Home >> Volume 1, Issue 02

Peppers

Anthony Esolen

When I fell in love that winter, there wasn’t a pine
As tall as my own esteem. You’ll have to accept it
On faith, it’s true, but I walked like a god of the forest
Who juts his chin and shakes the hair from his eyes
Because he’s young and knows it. And if you remember,
So many years back when you were fresh and brilliant,
How one soft touch can addle the wits and turn you
Into a poet or philosopher,
Well, you’ll forgive me if I swear I heard
The secret heart of the world, and found it good,
Good as we dream it should be or may have been
In the old days and far far away. I was
Anthony the magnetic. The wind, I thought,
Sang for me what it could, the branches swayed
In proper time, of course - I was the first
(In love you always think you’re the one and only)
To interpret the significance of trees,
Chill light and water and sky. To me the world
Was all one living thing whose name I knew,
And nothing rose to the shores of light but to sing
Of love in a morning-language so old the sparrows
Could follow too, and chatter their hearts away.
Then I and the one I used to love would walk
To the edge of the woods, and there, too full of ourselves
To break the spell, we’d listen, and sometimes kiss,
Sometimes sit with a lunch of cheese and apples.
Then all was calm and in its settled place.
One night, too bitter to open the door, we hugged
Beside the stove, and I was aware, believe me,
Aware while touching her lips so near and open
Of pines which nodded in time, Orion the hunter,
The round of heavenly animals peering in
To wink at us - why not? We all made love,
I and the woman I hummed to and earth and heaven,
For Love is a celestial harmony.
I know, you’ve heard that easy word too often,
Love, Love; but it’s only human to dream the lovely,
A young heart loyal forever - soft as a web
Which shakes when the wind is light.
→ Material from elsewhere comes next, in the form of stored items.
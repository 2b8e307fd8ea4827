// src/error.rs
// =============================================================================
// Error types shared by every scanning module.
//
// Kinds of failure:
// - Config: bad user input (domain, proxy, pool size). Raised before any
//   network activity happens.
// - Transport: the HTTP request never produced a response (DNS, connect,
//   timeout). A 404 is NOT a transport error, it is a normal Resource.
// - Parse: a robots.txt entry could not be parsed as a URL reference.
// - Io: writing fetched bodies or the success list failed.
// - ChannelClosed: a result could not be handed over because the receiver
//   is gone.
//
// The application layer (main.rs) wraps these in anyhow for context.
// =============================================================================

use serde::Serialize;
use std::fmt;
use thiserror::Error;

/// Every error the scanner can produce.
#[derive(Debug, Error)]
pub enum ScanError {
    /// Invalid configuration value (proxy address, domain, worker count)
    #[error("invalid configuration: {0}")]
    Config(String),

    /// The request did not get any HTTP response back
    #[error("failed to fetch {url} ({kind}): {source}")]
    Transport {
        url: String,
        kind: TransportKind,
        #[source]
        source: reqwest::Error,
    },

    /// A Disallow entry is not a valid URL reference
    #[error("robots.txt line {line}: cannot parse '{fragment}': {source}")]
    Parse {
        line: usize,
        fragment: String,
        #[source]
        source: FragmentError,
    },

    /// The receiving side of a result channel went away
    #[error("result channel closed before {0} could be delivered")]
    ChannelClosed(String),

    #[error("IO error: {0}")]
    Io(#[from] std::io::Error),
}

impl ScanError {
    /// Builds a transport error, classifying the underlying reqwest failure
    pub fn transport(url: impl Into<String>, source: reqwest::Error) -> Self {
        let kind = TransportKind::classify(&source);
        ScanError::Transport {
            url: url.into(),
            kind,
            source,
        }
    }

    /// The transport classification, if this is a transport error
    pub fn transport_kind(&self) -> Option<TransportKind> {
        match self {
            ScanError::Transport { kind, .. } => Some(*kind),
            _ => None,
        }
    }
}

/// Why a Disallow fragment was rejected as a URL reference
#[derive(Debug, Error, PartialEq)]
pub enum FragmentError {
    /// A '%' not followed by two hex digits
    #[error("invalid URL escape \"{0}\"")]
    BadEscape(String),

    /// The reference starts with ':'
    #[error("missing protocol scheme")]
    MissingScheme,

    /// A relative reference whose first segment contains ':'
    #[error("first path segment in URL cannot contain colon")]
    ColonInFirstSegment,

    #[error("invalid control character in URL")]
    ControlCharacter,

    /// Rejected by reference resolution (bad port, bad host, ...)
    #[error(transparent)]
    Url(#[from] url::ParseError),
}

/// Why a request failed to reach a server
#[derive(Debug, Clone, Copy, PartialEq, Eq, Serialize)]
#[serde(rename_all = "snake_case")]
pub enum TransportKind {
    /// Request timed out
    Timeout,
    /// Could not resolve hostname
    Dns,
    /// Connection refused or reset
    Connect,
    /// Anything else reqwest reports (TLS, redirect loops, body errors)
    Other,
}

impl TransportKind {
    // reqwest only exposes a few predicates, so DNS failures are recognised
    // from the error chain text.
    pub fn classify(error: &reqwest::Error) -> Self {
        if error.is_timeout() {
            return TransportKind::Timeout;
        }

        if error.is_connect() {
            let chain = error_chain(error).to_lowercase();
            if chain.contains("dns") || chain.contains("resolve") {
                return TransportKind::Dns;
            }
            return TransportKind::Connect;
        }

        TransportKind::Other
    }
}

impl fmt::Display for TransportKind {
    fn fmt(&self, f: &mut fmt::Formatter<'_>) -> fmt::Result {
        let label = match self {
            TransportKind::Timeout => "timed out",
            TransportKind::Dns => "dns error",
            TransportKind::Connect => "connection failed",
            TransportKind::Other => "request error",
        };
        f.write_str(label)
    }
}

// Flattens an error and all of its sources into one string
fn error_chain(error: &(dyn std::error::Error + 'static)) -> String {
    let mut text = error.to_string();
    let mut source = error.source();
    while let Some(inner) = source {
        text.push_str(": ");
        text.push_str(&inner.to_string());
        source = inner.source();
    }
    text
}

#[cfg(test)]
mod tests {
    use super::*;

    #[test]
    fn test_transport_kind_labels() {
        assert_eq!(TransportKind::Timeout.to_string(), "timed out");
        assert_eq!(TransportKind::Dns.to_string(), "dns error");
        assert_eq!(TransportKind::Connect.to_string(), "connection failed");
    }

    #[test]
    fn test_parse_error_mentions_line() {
        let source = url::Url::parse("http://example.com:99999").unwrap_err();
        let err = ScanError::Parse {
            line: 3,
            fragment: "//example.com:99999".to_string(),
            source: source.into(),
        };
        let message = err.to_string();
        assert!(message.contains("line 3"));
        assert!(message.contains("//example.com:99999"));
        assert_eq!(err.transport_kind(), None);
    }

    #[test]
    fn test_fragment_error_messages() {
        let err = ScanError::Parse {
            line: 1,
            fragment: "%zz".to_string(),
            source: FragmentError::BadEscape("%zz".to_string()),
        };
        assert_eq!(
            err.to_string(),
            "robots.txt line 1: cannot parse '%zz': invalid URL escape \"%zz\""
        );
        assert_eq!(
            FragmentError::MissingScheme.to_string(),
            "missing protocol scheme"
        );
    }

    #[test]
    fn test_config_error_display() {
        let err = ScanError::Config("bad proxy".to_string());
        assert_eq!(err.to_string(), "invalid configuration: bad proxy");
    }
}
I’d like to believe
And I tell this to all the faithful afire to save me
And fold me into a world as it might have been,
Good people, happy - I wish to God that life
Were really a little chapel with each jewel
In its eternal home, to bend the sun
Into an iris or a mystic rose,
And that I could rhyme on love in the good old way.
I’d like - but it’s hard to sort what’s true, to find
What kernel of gold gave rise to the kingdom of heaven.
And I had built a paradise for her!
But when the shine had worn, the foolishness
Simply grown dull (see, I’d professed “I love you”
So often it had become self-evident),
Maybe it was an angle of light and shadow,
Or luck, but there she stood, frying peppers, this
Woman I loved, aloof as a winter pine
Single and tall amang a stand of pines
That sometimes touch each other, and sometimes not.
Celestial harmony is pretty, but
No alleluia soothed me to sleep that night.
I felt her depression beside me, as the sleet
Insisted upon our window, drumming for chaos
And night, for nothing at all which makes much sense,
No god, no goddess, no form, music, nothing.
I abandoned deity then, and since she’d still
Greet me with coffee and not many words in the morning,
She must have abandoned hers. If God exists
He fell too, risked his peace for the luck of the draw,
Grew humble, finite; stuttered. This is love.
This is impossible for me to prove.

 

 


This poem first appeared in the book Peppers as part of The New Poets Series, copyright 1991.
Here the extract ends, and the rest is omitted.